Revista Divulgação 50 – Hemobrás: uma empresa do SUS

Editorial

O desenvolvimento de qualquer área ou setor está intimamente relacionado com determinados fatos históricos. No caso do sangue e hemoderivados destacam–se a Segunda Guerra Mundial, a Guerra do Vietnã e, a partir da década de 1980, o advento da AIDS. Tais circunstâncias provocaram mudanças profundas na agenda política e nos mecanismos de controle da coleta, estocagem e distribuição de sangue, bem como no processamento de hemoderivados.

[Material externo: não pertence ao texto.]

//! Software crypto backend.
//!
//! The handshake sends an RSA public key (`ASYMMETRIC_WRAPPED`, `JWK_RSA`);
//! the server answers with the AES and HMAC keys as JWKs encrypted under it
//! with RSA-OAEP (SHA-1). Envelopes use AES-128-CBC with PKCS#7 padding and a
//! random IV, signatures are HMAC-SHA256.

use aes::Aes128;
use cbc::cipher::{block_padding::Pkcs7, BlockDecryptMut, BlockEncryptMut, KeyIvInit};
use hmac::{Hmac, Mac};
use parking_lot::RwLock;
use rsa::pkcs8::{DecodePrivateKey, EncodePrivateKey, EncodePublicKey};
use rsa::rand_core::OsRng;
use rsa::{Oaep, RsaPrivateKey};
use serde::Deserialize;
use serde_json::{Map, Value};
use sha1::Sha1;
use sha2::Sha256;

use super::{
    state_bytes, Backend, CryptoProvider, EncryptionEnvelope, KeyRequestData, KeyResponseData,
    SessionKeys, ENVELOPE_SHA256_PLACEHOLDER,
};
use crate::error::{Error, Result};
use crate::utils::{b64_decode, b64_encode, decode_jwk_key, random_bytes};

type HmacSha256 = Hmac<Sha256>;
type Aes128CbcEnc = cbc::Encryptor<Aes128>;
type Aes128CbcDec = cbc::Decryptor<Aes128>;

/// Key pair identifier the server expects for asymmetric wrapping.
pub const KEY_PAIR_ID: &str = "superKeyPair";
/// Key exchange mechanism.
pub const MECHANISM: &str = "JWK_RSA";
/// RSA modulus size generated on first run.
pub const RSA_KEY_BITS: usize = 2048;

#[derive(Debug, Deserialize)]
struct WrappedKeyData {
    encryptionkey: String,
    hmackey: String,
}

#[derive(Debug, Deserialize)]
struct Jwk {
    k: String,
}

/// Software (RSA/AES/HMAC) crypto provider.
pub struct SoftwareCrypto {
    rsa_key: RwLock<RsaPrivateKey>,
}

impl std::fmt::Debug for SoftwareCrypto {
    fn fmt(&self, f: &mut std::fmt::Formatter<'_>) -> std::fmt::Result {
        f.debug_struct("SoftwareCrypto").finish_non_exhaustive()
    }
}

impl SoftwareCrypto {
    /// Create a provider with a freshly generated RSA-2048 key pair.
    pub fn new() -> Result<Self> {
        Self::generate(RSA_KEY_BITS)
    }

    /// Create a provider with a freshly generated key pair of `bits`.
    pub fn generate(bits: usize) -> Result<Self> {
        debug!("Generating RSA-{} key pair", bits);
        let key = RsaPrivateKey::new(&mut OsRng, bits)?;
        Ok(Self::from_private_key(key))
    }

    /// Create a provider around an existing key pair.
    #[must_use]
    pub fn from_private_key(key: RsaPrivateKey) -> Self {
        Self {
            rsa_key: RwLock::new(key),
        }
    }

    /// DER (SubjectPublicKeyInfo) encoding of the current public key.
    pub fn public_key_der(&self) -> Result<Vec<u8>> {
        let der = self
            .rsa_key
            .read()
            .to_public_key()
            .to_public_key_der()
            .map_err(|e| Error::Other(format!("Failed to encode public key: {}", e)))?;
        Ok(der.as_bytes().to_vec())
    }

    fn unwrap_jwk(&self, wrapped_b64: &str, expected_len: usize) -> Result<Vec<u8>> {
        let wrapped = b64_decode(wrapped_b64)
            .map_err(|e| Error::HandshakeFailed(format!("wrapped key is not base64: {}", e)))?;
        let jwk_bytes = self
            .rsa_key
            .read()
            .decrypt(Oaep::new::<Sha1>(), &wrapped)
            .map_err(|e| Error::HandshakeFailed(format!("RSA-OAEP unwrap failed: {}", e)))?;
        let jwk: Jwk = serde_json::from_slice(&jwk_bytes)
            .map_err(|e| Error::HandshakeFailed(format!("wrapped key is not a JWK: {}", e)))?;
        let key = decode_jwk_key(&jwk.k)?;
        if key.len() != expected_len {
            return Err(Error::HandshakeFailed(format!(
                "Unexpected key length: expected {}, got {}",
                expected_len,
                key.len()
            )));
        }
        Ok(key)
    }
}

fn software_keys(keys: &SessionKeys) -> Result<(&[u8; 16], &[u8; 32])> {
    match keys {
        SessionKeys::Software {
            encryption_key,
            sign_key,
        } => Ok((encryption_key, sign_key)),
        SessionKeys::Hardware { .. } => Err(Error::StateCorruption(
            "hardware session keys handed to the software backend".to_string(),
        )),
    }
}

impl CryptoProvider for SoftwareCrypto {
    fn backend(&self) -> Backend {
        Backend::Software
    }

    fn key_request(&self) -> Result<KeyRequestData> {
        Ok(KeyRequestData::AsymmetricWrapped {
            publickey: b64_encode(self.public_key_der()?),
            mechanism: MECHANISM.to_string(),
            keypairid: KEY_PAIR_ID.to_string(),
        })
    }

    fn parse_key_response(&self, response: &KeyResponseData) -> Result<SessionKeys> {
        if !response.scheme.is_empty() && response.scheme != "ASYMMETRIC_WRAPPED" {
            return Err(Error::HandshakeFailed(format!(
                "Unexpected key exchange scheme {}",
                response.scheme
            )));
        }
        let key_data: WrappedKeyData = serde_json::from_value(response.keydata.clone())
            .map_err(|e| Error::HandshakeFailed(format!("Invalid key data: {}", e)))?;

        let mut encryption_key = [0u8; 16];
        encryption_key.copy_from_slice(&self.unwrap_jwk(&key_data.encryptionkey, 16)?);
        let mut sign_key = [0u8; 32];
        sign_key.copy_from_slice(&self.unwrap_jwk(&key_data.hmackey, 32)?);

        Ok(SessionKeys::Software {
            encryption_key,
            sign_key,
        })
    }

    fn encrypt(
        &self,
        keys: &SessionKeys,
        plaintext: &[u8],
        keyid: &str,
    ) -> Result<EncryptionEnvelope> {
        let (encryption_key, _) = software_keys(keys)?;
        let iv: [u8; 16] = random_bytes();
        let ciphertext = aes_cbc_encrypt(encryption_key, &iv, plaintext);
        Ok(EncryptionEnvelope {
            version: None,
            ciphertext: b64_encode(ciphertext),
            keyid: keyid.to_string(),
            sha256: ENVELOPE_SHA256_PLACEHOLDER.to_string(),
            iv: b64_encode(iv),
        })
    }

    fn decrypt(&self, keys: &SessionKeys, envelope: &EncryptionEnvelope) -> Result<Vec<u8>> {
        let (encryption_key, _) = software_keys(keys)?;
        let iv = b64_decode(&envelope.iv).map_err(Error::into_corruption)?;
        let ciphertext = b64_decode(&envelope.ciphertext).map_err(Error::into_corruption)?;
        aes_cbc_decrypt(encryption_key, &iv, &ciphertext)
    }

    fn sign(&self, keys: &SessionKeys, message: &[u8]) -> Result<Vec<u8>> {
        let (_, sign_key) = software_keys(keys)?;
        Ok(hmac_sha256(sign_key, message))
    }

    fn verify(&self, keys: &SessionKeys, message: &[u8], signature: &[u8]) -> Result<bool> {
        let (_, sign_key) = software_keys(keys)?;
        Ok(hmac_sha256_verify(sign_key, message, signature))
    }

    fn export_state(&self, keys: &SessionKeys) -> Result<Map<String, Value>> {
        let (encryption_key, sign_key) = software_keys(keys)?;
        let rsa_der = self
            .rsa_key
            .read()
            .to_pkcs8_der()
            .map_err(|e| Error::Other(format!("Failed to encode RSA key: {}", e)))?;

        let mut state = Map::new();
        state.insert("encryption_key".into(), b64_encode(encryption_key).into());
        state.insert("sign_key".into(), b64_encode(sign_key).into());
        state.insert("rsa_key".into(), b64_encode(rsa_der.as_bytes()).into());
        Ok(state)
    }

    fn import_state(&self, state: &Map<String, Value>) -> Result<SessionKeys> {
        let encryption_key: [u8; 16] = state_bytes(state, "encryption_key")?
            .try_into()
            .map_err(|_| Error::StateCorruption("encryption_key must be 16 bytes".into()))?;
        let sign_key: [u8; 32] = state_bytes(state, "sign_key")?
            .try_into()
            .map_err(|_| Error::StateCorruption("sign_key must be 32 bytes".into()))?;
        let rsa_der = state_bytes(state, "rsa_key")?;
        let rsa_key = RsaPrivateKey::from_pkcs8_der(&rsa_der)
            .map_err(|e| Error::StateCorruption(format!("rsa_key: {}", e)))?;

        *self.rsa_key.write() = rsa_key;
        Ok(SessionKeys::Software {
            encryption_key,
            sign_key,
        })
    }
}

/// AES-128-CBC encrypt with PKCS#7 padding.
pub(crate) fn aes_cbc_encrypt(key: &[u8; 16], iv: &[u8; 16], plaintext: &[u8]) -> Vec<u8> {
    Aes128CbcEnc::new(&(*key).into(), &(*iv).into()).encrypt_padded_vec_mut::<Pkcs7>(plaintext)
}

/// AES-128-CBC decrypt and strip PKCS#7 padding.
pub(crate) fn aes_cbc_decrypt(key: &[u8; 16], iv: &[u8], ciphertext: &[u8]) -> Result<Vec<u8>> {
    let iv: [u8; 16] = iv
        .try_into()
        .map_err(|_| Error::ProtocolCorruption(format!("IV must be 16 bytes, got {}", iv.len())))?;
    Aes128CbcDec::new(&(*key).into(), &iv.into())
        .decrypt_padded_vec_mut::<Pkcs7>(ciphertext)
        .map_err(|e| Error::ProtocolCorruption(format!("Failed to decrypt envelope: {}", e)))
}

pub(crate) fn hmac_sha256(key: &[u8], message: &[u8]) -> Vec<u8> {
    let mut mac = HmacSha256::new_from_slice(key).expect("HMAC accepts any key length");
    mac.update(message);
    mac.finalize().into_bytes().to_vec()
}

/// Constant-time HMAC-SHA256 check.
pub(crate) fn hmac_sha256_verify(key: &[u8], message: &[u8], signature: &[u8]) -> bool {
    let mut mac = HmacSha256::new_from_slice(key).expect("HMAC accepts any key length");
    mac.update(message);
    mac.verify_slice(signature).is_ok()
}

No Brasil, embora desde a década de 1940 existam bancos para estocagem de sangue e tenham sido instituídos, ao longo do período, vários mecanismos para regulamentar o seu uso, foi na década de 1980 que efetivamente a questão do sangue entrou na agenda política nacional. Exemplo disso foi a criação do Pró–Sangue em 1980, criação do Plano Nacional de Sangue e Hemoderivados (PLANASHE) em 1988 e, por fim, em 2001, a instituição da Política Nacional de Sangue, Componentes e Hemoderivados (PNSCH).

Evidências de que tal questão estava na agenda política dos anos de 1980 é o registro desse tema em dois artigos da Constituição Federal brasileira de 1988.

O Art. 199 afirma que deverá ser regulamentada em lei “a coleta, processamento e transfusão de sangue e seus derivados, sendo vedado todo tipo de comercialização” e o Art. 200 coloca como competência do Sistema Único de Saúde (SUS) “controlar e fiscalizar procedimentos, produtos e substâncias de interesse para a saúde e participar da produção de medicamentos, equipamentos, imunobiológicos, hemoderivados e outros insumos”.

Embora o Brasil tenha avançado no que se refere à regulamentação do processo transfusional, ainda está distante de uma autossuficiência na produção de hemoderivados. Isso decorre de decisões políticas históricas que mantiveram o país como um grande “doador” de sangue e um produtor de plasma a ser industrializado em países centrais. A “devolução” dos produtos industrializados (imunoglobulinas, albuminas, proteínas etc.) representa altos custos ao país. A voracidade do mercado em dominar todas as esferas da vida, incluindo a saúde, encontrou no sangue mais uma oportunidade de auferir lucros. O sangue, como um tecido vivo, tem sua comercialização proibida pela própria Constituição brasileira; isso, no entanto, não tem impedido a sua utilização como mercadoria.

Para reverter a dependência e tornar o país autossuficiente em hemoderivados é fundamental ampliar a produção, investindo fortemente nos laboratórios públicos e no desenvolvimento científico e tecnológico deste setor. Sem isso, continuaremos transferindo “matéria–prima” gratuitamente e pagando pela sua industrialização nos países centrais.